New media is a broad term that emerged in the later part of the 20th century. For example, new media holds out a possibility of on-demand access to content anytime, anywhere, on any digital device, as well as interactive user feedback, creative participation and community formation around the media content. Another important promise of New Media is the “democratization” of the creation, publishing, distribution and consumption of media content. What distinguishes new media from traditional media is the digitizing of content into bits. There is also a dynamic aspect of content production which can be done in real time, but these offerings lack standards and have yet to gain traction.
Most technologies described as “new media” are digital, often having characteristics of being manipulated, networkable, dense, compressible, and interactive.Some examples may be the Internet, websites, computer multimedia, computer games, CD-ROMS, and DVDs. New media do not include television programs, feature films, magazines, books, or paper-based publications – unless they contain technologies that enable digital interactivity.
Recent events have shown that social media is without mincing words, is a tool for revolutionary change if people can harness its potential. Egypt is a clear example of a society that has had to endure many years of tyranny and the suppression of dissenting voices. All of these however changed with events culminating in the revolutionary march of a million people in Egypt at the now famous Tahrir Square in Cairo. This revolution was however made possible by the deployment of new media; the likes of twitter, facebook and other social networking platform was used as a tool to galvanise and mobilise the people into action.
Even in the face of a total clamp down on access to the internet, people still found a way to communicate. Of course, the role of conventional media in the Egyptian revolution is quite commendable particularly that of Al-Jazeera who dedicated a line solely for Egyptians and people the world over to share their views and experiences during the revolution and also post pictures and videos via twitter and facebook.

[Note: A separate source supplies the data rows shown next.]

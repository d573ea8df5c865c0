//! Construction-time hooks for connection lifecycle events.
//!
//! [`EventHandlers`] is passed to the client builder once. For listeners that
//! pages attach and detach while running, see [`LabLinkClient::on`].
//!
//! - [`on_connect`](EventHandlers::on_connect): the socket is open and the
//!   live watches have been re-subscribed
//! - [`on_disconnect`](EventHandlers::on_disconnect): the socket closed
//! - [`on_error`](EventHandlers::on_error): transport or protocol failures
//! - [`on_receive`](EventHandlers::on_receive) / [`on_send`](EventHandlers::on_send):
//!   raw frame tracing
//!
//! # Example
//!
//! ```rust,no_run
//! use lab_link::{EventHandlers, LabLinkClient};
//!
//! # async fn example() -> Result<(), Box<dyn std::error::Error>> {
//! let handlers = EventHandlers::new()
//!     .on_connect(|| println!("instrument server reachable"))
//!     .on_disconnect(|reason| println!("lost server: {}", reason))
//!     .on_error(|error| eprintln!("socket error: {}", error));
//!
//! let client = LabLinkClient::builder()
//!     .base_url("http://localhost:8080")
//!     .event_handlers(handlers)
//!     .build()?;
//! # Ok(())
//! # }
//! ```
//!
//! [`LabLinkClient::on`]: crate::LabLinkClient::on

use std::fmt;
use std::sync::Arc;

/// Reason for a disconnect event.
#[derive(Debug, Clone, PartialEq, Eq)]
pub struct DisconnectReason {
    pub message: String,
    /// WebSocket close code, if the peer sent one (1000 = normal).
    pub code: Option<u16>,
}

impl DisconnectReason {
    pub fn new(message: impl Into<String>) -> Self {
        Self {
            message: message.into(),
            code: None,
        }
    }

    pub fn with_code(message: impl Into<String>, code: u16) -> Self {
        Self {
            message: message.into(),
            code: Some(code),
        }
    }
}

impl fmt::Display for DisconnectReason {
    fn fmt(&self, f: &mut fmt::Formatter<'_>) -> fmt::Result {
        match self.code {
            Some(code) => write!(f, "{} (code: {})", self.message, code),
            None => write!(f, "{}", self.message),
        }
    }
}

/// Error information passed to the `on_error` handler.
#[derive(Debug, Clone, PartialEq, Eq)]
pub struct ConnectionError {
    pub message: String,
    /// Whether reconnecting may clear the error.
    pub recoverable: bool,
}

impl ConnectionError {
    pub fn new(message: impl Into<String>, recoverable: bool) -> Self {
        Self {
            message: message.into(),
            recoverable,
        }
    }
}

impl fmt::Display for ConnectionError {
    fn fmt(&self, f: &mut fmt::Formatter<'_>) -> fmt::Result {
        write!(f, "{}", self.message)
    }
}

pub type OnConnectCallback = Arc<dyn Fn() + Send + Sync>;

pub type OnDisconnectCallback = Arc<dyn Fn(DisconnectReason) + Send + Sync>;

pub type OnErrorCallback = Arc<dyn Fn(ConnectionError) + Send + Sync>;

/// Receives every raw inbound text frame before parsing.
pub type OnReceiveCallback = Arc<dyn Fn(&str) + Send + Sync>;

/// Receives every raw outbound text frame.
pub type OnSendCallback = Arc<dyn Fn(&str) + Send + Sync>;

/// Connection lifecycle hooks. All optional.
#[derive(Clone, Default)]
pub struct EventHandlers {
    pub(crate) on_connect: Option<OnConnectCallback>,
    pub(crate) on_disconnect: Option<OnDisconnectCallback>,
    pub(crate) on_error: Option<OnErrorCallback>,
    pub(crate) on_receive: Option<OnReceiveCallback>,
    pub(crate) on_send: Option<OnSendCallback>,
}

impl fmt::Debug for EventHandlers {
    fn fmt(&self, f: &mut fmt::Formatter<'_>) -> fmt::Result {
        f.debug_struct("EventHandlers")
            .field("on_connect", &self.on_connect.is_some())
            .field("on_disconnect", &self.on_disconnect.is_some())
            .field("on_error", &self.on_error.is_some())
            .field("on_receive", &self.on_receive.is_some())
            .field("on_send", &self.on_send.is_some())
            .finish()
    }
}

impl EventHandlers {
    pub fn new() -> Self {
        Self::default()
    }

    /// Called after every successful (re)connection, once the live watches
    /// have been re-subscribed.
    pub fn on_connect(mut self, f: impl Fn() + Send + Sync + 'static) -> Self {
        self.on_connect = Some(Arc::new(f));
        self
    }

    pub fn on_disconnect(mut self, f: impl Fn(DisconnectReason) + Send + Sync + 'static) -> Self {
        self.on_disconnect = Some(Arc::new(f));
        self
    }

    /// Called on transport or protocol errors, including `error` messages
    /// sent by the server.
    ///
    /// ```rust
    /// use lab_link::EventHandlers;
    ///
    /// let handlers = EventHandlers::new()
    ///     .on_error(|err| eprintln!("error (recoverable={}): {}", err.recoverable, err));
    /// ```
    pub fn on_error(mut self, f: impl Fn(ConnectionError) + Send + Sync + 'static) -> Self {
        self.on_error = Some(Arc::new(f));
        self
    }

    /// Debug hook: every raw inbound frame.
    pub fn on_receive(mut self, f: impl Fn(&str) + Send + Sync + 'static) -> Self {
        self.on_receive = Some(Arc::new(f));
        self
    }

    /// Debug hook: every raw outbound frame.
    pub fn on_send(mut self, f: impl Fn(&str) + Send + Sync + 'static) -> Self {
        self.on_send = Some(Arc::new(f));
        self
    }

    pub fn has_any(&self) -> bool {
        self.on_connect.is_some()
            || self.on_disconnect.is_some()
            || self.on_error.is_some()
            || self.on_receive.is_some()
            || self.on_send.is_some()
    }

    pub(crate) fn emit_connect(&self) {
        if let Some(cb) = &self.on_connect {
            cb();
        }
    }

    pub(crate) fn emit_disconnect(&self, reason: DisconnectReason) {
        if let Some(cb) = &self.on_disconnect {
            cb(reason);
        }
    }

    pub(crate) fn emit_error(&self, error: ConnectionError) {
        if let Some(cb) = &self.on_error {
            cb(error);
        }
    }

    pub(crate) fn emit_receive(&self, raw: &str) {
        if let Some(cb) = &self.on_receive {
            cb(raw);
        }
    }

    pub(crate) fn emit_send(&self, raw: &str) {
        if let Some(cb) = &self.on_send {
            cb(raw);
        }
    }
}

New media in modern times is turning out to be the weapon of choice for people who clearly understand that violent confrontation is really not a choice they want to make. The world is a global community and new media is paving the way for the hitherto unheard and unseen, who now have a veritable platform to air their views and share their opinions on diverse issues. The Egyptian revolution I daresay is unprecedented, being the first revolution in modern times where new media was the tool for galvanising people as opposed to propaganda. The revolution in Egypt although not the first one in North Africa in recent times, did in fact started in Algeria with some protests and demonstrations by citizens and later spread to Tunisia where the people where able through peaceful protests albeit, not without violent confrontation especially from government forces, loyalists and supporters, force their President to step down and go into exile.
In late January, Manar Mohsen, a student of journalism at the American University in Cairo, watched as the regime of Zine El Abiden Ben Ali crumbled under the weight of a populist revolt in Tunisia. Despite official dismissals that the Tunisian uprising would not be repeated in Egypt, Mohsen joined the Facebook page announcing protests in Cairo’s Tahrir Square on January 25, 2011.Mohsen was but one in a virtual army of citizen and student journalists who covered Tahrir Square armed with the latest technologies that enabled them to immediately report on events despite the former regime’s best efforts to shut them down. In the 18 days that it took to topple former President Hosni Mubarak, it was not only the political landscape but the individual – particularly the youth of the country – that metamorphosed.
Mohsen says that she saw that transformation first-hand as protesters began to believe their voices should be heard; citizen journalism became a culmination of that belief. Social media became the protesters’ most instrumental medium of communication. While State-owned media continued to confine itself to Soviet-era reporting by ignoring events in Cairo, Suez and Alexandria, it was young students and activists resorting to twitter and to a lesser degree, Facebook, who broadcast to the world the reality of the situation.
Dodging rubber bullets, live ammunition, tear gas canisters and hiding from state security in alleyways and strangers’ homes, young Egyptians used social media to forcibly deliver a message that is still resonating in the Middle East and North Africa: Authoritarian rule in the region is over. University-age Egyptians, many of whom have known no other president and political system, went online and expressed anger at their disenfranchisement and rampant corruption.
Ultimately, and since January 25, it is young Egyptians who are increasingly using social media to inform, dissent, and mobilize, thereby increasing transparency and accountability of government. This form of self-expression and empowerment also changed the media landscape that had until then been void of the interaction and engaging element characteristic of social networks.
New media is easily accessible, relatively cheap, can guarantee to some extent some level of anonymity and above all, it is universal.